Austin Schlottmann (born September 18, 1995) is an American football center for the Minnesota Vikings of the National Football League (NFL). He played college football at TCU.

Early years
Schlottmann was born and raised in Brenham, Texas, where he became a football star at Brenham High School, earning All-State honors in 2013 while helping lead the Cubs to the Class 4A Championship game at AT&T Stadium.
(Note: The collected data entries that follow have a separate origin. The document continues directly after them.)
//! Fraction Tutor CLI
//!
//! Terminal front-end for the adaptive simplification tutor. Runs guided
//! exercises, serves story problems and the addition playground, and emits
//! share links that reproduce the current exercise elsewhere.

use std::io::{self, BufRead, Write};
use std::process::ExitCode;

use clap::{Parser, ValueEnum};
use tokio::time::sleep;
use tracing_subscriber::EnvFilter;
use tutor_engine::{
    explanation_or_fallback, word_problem_or_fallback, AdditionExercise, CatalogProvider,
    DifficultyTier, Fraction, InputPolicy, Operation, Step, SubmitOutcome, Tutor, TutorConfig,
    WordProblem,
};
use tutor_share::{
    decode, share_url, strip_query, SharePayload, ShareOperation, WordProblemPayload,
};
use url::Url;

/// Starting tier override for the command line.
#[derive(Debug, Clone, Copy, ValueEnum)]
enum TierArg {
    /// Small denominators.
    Easy,
    /// Mid-sized denominators.
    Medium,
    /// Large denominators.
    Hard,
}

impl From<TierArg> for DifficultyTier {
    fn from(tier: TierArg) -> Self {
        match tier {
            TierArg::Easy => Self::Easy,
            TierArg::Medium => Self::Medium,
            TierArg::Hard => Self::Hard,
        }
    }
}

/// Fraction Tutor - adaptive simplification practice
///
/// Generates fraction exercises tuned to a difficulty tier, checks each
/// solution step, and adapts the tier to the learner's performance.
#[derive(Parser, Debug)]
#[command(name = "tutor")]
#[command(version, about, long_about = None)]
struct Args {
    /// A share link to reproduce an exercise from
    #[arg(value_name = "LINK")]
    link: Option<String>,

    /// Path to configuration file (default: tutor.json in current directory)
    #[arg(short, long, value_name = "FILE")]
    config: Option<String>,

    /// Override the starting difficulty tier
    #[arg(short, long, value_enum)]
    tier: Option<TierArg>,

    /// Enable verbose output (sets log level to debug)
    #[arg(short, long)]
    verbose: bool,
}

#[tokio::main]
async fn main() -> ExitCode {
    let args = Args::parse();

    // Priority: RUST_LOG env var > --verbose flag > default (info)
    let filter = if args.verbose {
        EnvFilter::try_from_default_env().unwrap_or_else(|_| EnvFilter::new("debug"))
    } else {
        EnvFilter::try_from_default_env().unwrap_or_else(|_| EnvFilter::new("info"))
    };
    tracing_subscriber::fmt().with_env_filter(filter).init();

    match run(args).await {
        Ok(()) => ExitCode::SUCCESS,
        Err(e) => {
            eprintln!("Error: {e}");
            ExitCode::from(1)
        }
    }
}

async fn run(args: Args) -> anyhow::Result<()> {
    let mut config = match args.config.as_deref() {
        Some(path) => TutorConfig::load_from_file(std::path::Path::new(path))?,
        None => TutorConfig::load()?,
    };
    if let Some(tier) = args.tier {
        config.start_tier = tier.into();
    }
    config.validate()?;

    let base = Url::parse(&config.share_base_url)?;
    let provider = CatalogProvider;

    // A pasted share link short-circuits generation for its exercise kind.
    // Anything unusable is silently ignored in favor of a fresh exercise.
    let seed = args.link.as_deref().and_then(seed_payload);
    let mut tutor = if let Some(SharePayload::Simplify {
        numerator,
        denominator,
    }) = seed
    {
        Tutor::seeded(config.clone(), Fraction::new(numerator, denominator))
    } else {
        match seed {
            Some(SharePayload::Addition {
                first,
                second,
                denominator,
            }) => {
                let policy = if config.clamp_addition_input {
                    InputPolicy::Clamp
                } else {
                    InputPolicy::Reject
                };
                match AdditionExercise::from_parts(first, second, denominator, policy) {
                    Some(exercise) => run_addition(exercise, &base)?,
                    None => tracing::debug!("addition link out of range; ignoring"),
                }
            }
            Some(SharePayload::WordProblem(payload)) => {
                run_word_problem(problem_from_payload(payload), &base)?;
            }
            _ => {}
        }
        Tutor::new(config.clone())
    };

    println!("Welcome to Fraction Friends! Difficulty: {}", tutor.tier());
    run_guided(&mut tutor, &provider, &base).await
}

/// Parses and decodes a pasted share link, returning its payload if usable.
fn seed_payload(raw_link: &str) -> Option<SharePayload> {
    let url = match Url::parse(raw_link) {
        Ok(url) => url,
        Err(e) => {
            tracing::debug!(error = %e, "link is not a URL; ignoring");
            return None;
        }
    };
    match decode(&url) {
        Ok(payload) => {
            // The query has done its job; a copied link must not re-seed
            // later navigation.
            let cleaned = strip_query(&url);
            tracing::debug!(%cleaned, "seeded exercise from share link");
            Some(payload)
        }
        Err(e) => {
            tracing::debug!(error = %e, "share link unusable; generating instead");
            None
        }
    }
}

// ============================================================================
// Guided simplification loop
// ============================================================================

async fn run_guided(
    tutor: &mut Tutor,
    provider: &CatalogProvider,
    base: &Url,
) -> anyhow::Result<()> {
    loop {
        match tutor.session().step() {
            Step::GcdEntry => {
                let fraction = tutor.session().fraction();
                println!();
                println!("Simplify {}  {}", fraction, bar(fraction));
                if tutor.session().is_already_reduced() {
                    println!("(This fraction is already in simplest form!)");
                }
                let Some(line) = prompt("What number divides top and bottom? (easier/share/story/why/quit): ")?
                else {
                    return Ok(());
                };
                match line.as_str() {
                    "quit" => return Ok(()),
                    "easier" => {
                        if tutor.request_easier() {
                            println!("Okay, something friendlier. Difficulty: {}", tutor.tier());
                        }
                    }
                    "share" => print_share_link(base, tutor.session().fraction())?,
                    "story" => {
                        let problem = word_problem_or_fallback(
                            provider,
                            tutor.config().provider_timeout(),
                        )
                        .await;
                        run_word_problem(problem, base)?;
                    }
                    "why" => {
                        let text = explanation_or_fallback(
                            provider,
                            tutor.config().provider_timeout(),
                            "simplifying fractions",
                            Some(tutor.session().fraction()),
                        )
                        .await;
                        println!("🦉 {text}");
                    }
                    answer => match tutor.submit_gcd(answer) {
                        SubmitOutcome::Accepted(token) => {
                            println!("Correct! Both sides divide by {answer}.");
                            sleep(tutor.feedback_delay()).await;
                            tutor.advance(token);
                        }
                        SubmitOutcome::Rejected => {
                            println!("Not quite - try another number (or type 'easier').");
                        }
                        SubmitOutcome::Ignored => {}
                    },
                }
            }
            Step::ResultEntry => {
                let Some(line) =
                    prompt("Now type the simplified fraction as `top bottom`: ")?
                else {
                    return Ok(());
                };
                if line == "quit" {
                    return Ok(());
                }
                if line == "easier" {
                    if tutor.request_easier() {
                        println!("Okay, something friendlier. Difficulty: {}", tutor.tier());
                    }
                    continue;
                }
                let mut parts = line.split_whitespace();
                let (n, d) = (
                    parts.next().unwrap_or_default(),
                    parts.next().unwrap_or_default(),
                );
                match tutor.submit_result(n, d) {
                    SubmitOutcome::Accepted(token) => {
                        println!(
                            "🎉 {} confetti pieces for you! Difficulty is now {}.",
                            tutor.session().confetti().len(),
                            tutor.tier()
                        );
                        sleep(tutor.feedback_delay()).await;
                        tutor.advance(token);
                    }
                    SubmitOutcome::Rejected => {
                        println!("Not quite - remember to use the smallest numbers.");
                    }
                    SubmitOutcome::Ignored => {}
                }
            }
            Step::Complete => {
                let session = tutor.session();
                println!(
                    "{} in simplest form is {}.",
                    session.fraction(),
                    session.reduced()
                );
                let Some(line) = prompt("Press enter for a new problem (or quit): ")? else {
                    return Ok(());
                };
                if line == "quit" {
                    return Ok(());
                }
                tutor.new_exercise();
            }
        }
    }
}

fn print_share_link(base: &Url, fraction: Fraction) -> anyhow::Result<()> {
    let url = share_url(
        base,
        &SharePayload::Simplify {
            numerator: fraction.numerator,
            denominator: fraction.denominator,
        },
    )?;
    println!("Share this exercise: {url}");
    Ok(())
}

// ============================================================================
// Word problems
// ============================================================================

fn run_word_problem(problem: WordProblem, base: &Url) -> anyhow::Result<()> {
    println!();
    println!("📖 {}", problem.story);
    println!("   {}", problem.question);
    println!(
        "   First part: {}   Second part: {}",
        problem.first(),
        problem.second()
    );

    loop {
        let Some(line) = prompt("Your answer as `top bottom` (share/skip): ")? else {
            return Ok(());
        };
        match line.as_str() {
            "skip" => return Ok(()),
            "share" => {
                let url = share_url(
                    base,
                    &SharePayload::WordProblem(payload_from_problem(&problem)),
                )?;
                println!("Share this story: {url}");
            }
            answer => {
                let mut parts = answer.split_whitespace();
                let n = parts.next().unwrap_or_default().parse::<u32>();
                let d = parts.next().unwrap_or_default().parse::<u32>();
                match (n, d) {
                    (Ok(n), Ok(d)) if problem.check(n, d) => {
                        println!("🎉 Great job! {} is exactly right.", problem.answer());
                        return Ok(());
                    }
                    _ => println!("Not quite! Try counting the parts again."),
                }
            }
        }
    }
}

fn problem_from_payload(payload: WordProblemPayload) -> WordProblem {
    WordProblem {
        story: payload.story,
        question: payload.question,
        n1: payload.n1,
        d1: payload.d1,
        n2: payload.n2,
        d2: payload.d2,
        op: match payload.op {
            ShareOperation::Add => Operation::Add,
            ShareOperation::Sub => Operation::Sub,
        },
    }
}

fn payload_from_problem(problem: &WordProblem) -> WordProblemPayload {
    WordProblemPayload {
        story: problem.story.clone(),
        question: problem.question.clone(),
        n1: problem.n1,
        d1: problem.d1,
        n2: problem.n2,
        d2: problem.d2,
        op: match problem.op {
            Operation::Add => ShareOperation::Add,
            Operation::Sub => ShareOperation::Sub,
        },
    }
}

// ============================================================================
// Addition playground
// ============================================================================

fn run_addition(mut exercise: AdditionExercise, base: &Url) -> anyhow::Result<()> {
    println!();
    println!("🍕 Pizza party! Combine the slices.");
    print_addition(&exercise);

    loop {
        let Some(line) =
            prompt("Commands: a <n> | b <n> | tap <region> | + | - | share | done: ")?
        else {
            return Ok(());
        };
        let mut parts = line.split_whitespace();
        match (parts.next(), parts.next()) {
            (Some("done"), _) => return Ok(()),
            (Some("+"), _) => exercise.widen(),
            (Some("-"), _) => exercise.narrow(),
            (Some("a"), Some(n)) => {
                if let Ok(n) = n.parse() {
                    if !exercise.set_first(n) {
                        println!("That many slices won't fit!");
                    }
                }
            }
            (Some("b"), Some(n)) => {
                if let Ok(n) = n.parse() {
                    if !exercise.set_second(n) {
                        println!("That many slices won't fit!");
                    }
                }
            }
            (Some("tap"), Some(region)) => {
                if let Ok(region) = region.parse() {
                    if !exercise.click_first(region) {
                        println!("That slice won't fit!");
                    }
                }
            }
            (Some("share"), _) => {
                let url = share_url(
                    base,
                    &SharePayload::Addition {
                        first: exercise.first().numerator,
                        second: exercise.second().numerator,
                        denominator: exercise.denominator(),
                    },
                )?;
                println!("Share this exercise: {url}");
            }
            _ => println!("Unrecognized command."),
        }
        print_addition(&exercise);
        if exercise.is_whole() {
            println!("🎉 You made a whole pizza!");
        }
    }
}

fn print_addition(exercise: &AdditionExercise) {
    println!(
        "{} + {} = {}  {}",
        exercise.first(),
        exercise.second(),
        exercise.sum(),
        bar(exercise.sum())
    );
}

// ============================================================================
// Terminal helpers
// ============================================================================

/// Renders a fraction as a filled/empty bar.
fn bar(fraction: Fraction) -> String {
    let filled = fraction.numerator.min(fraction.denominator) as usize;
    let total = fraction.denominator as usize;
    let mut out = String::with_capacity(total + 2);
    out.push('[');
    for i in 0..total {
        out.push(if i < filled { '#' } else { '.' });
    }
    out.push(']');
    out
}

/// Prints a prompt and reads one trimmed line; `None` means end of input.
fn prompt(text: &str) -> anyhow::Result<Option<String>> {
    print!("{text}");
    io::stdout().flush()?;
    let mut line = String::new();
    if io::stdin().lock().read_line(&mut line)? == 0 {
        return Ok(None);
    }
    Ok(Some(line.trim().to_string()))
}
On February 5, 2014, he signed a national letter of intent to play college football at Texas Christian University in Fort Worth, Texas.

College career
Schlottmann enrolled at TCU in the summer of 2014, and played in all 13 of the Frogs' games that fall as true freshman in 2014, a season in which they won a Big 12 championship and rank third in the final polls after blowing out Ole Miss, 42-3, in the Peach Bowl.  He started 29 games for the TCU in the next three seasons and was named 2nd Team All-Big 12 as a junior in 2016.

Professional career

Denver Broncos
After going undrafted in the 2018 NFL Draft, Schlottmann signed as a free agent with the Denver Broncos as an undrafted free agent  which reunited him with high school teammate Courtland Sutton.  He spent the entire 2018 season on the Broncos' practice squad, but made the active roster coming out of training camp in his second year with the team  and made his regular season debut September 9, 2019 against the Oakland Raiders on Monday Night Football. He was named the starting right guard in Week 14 after Ronald Leary was out the rest of the season.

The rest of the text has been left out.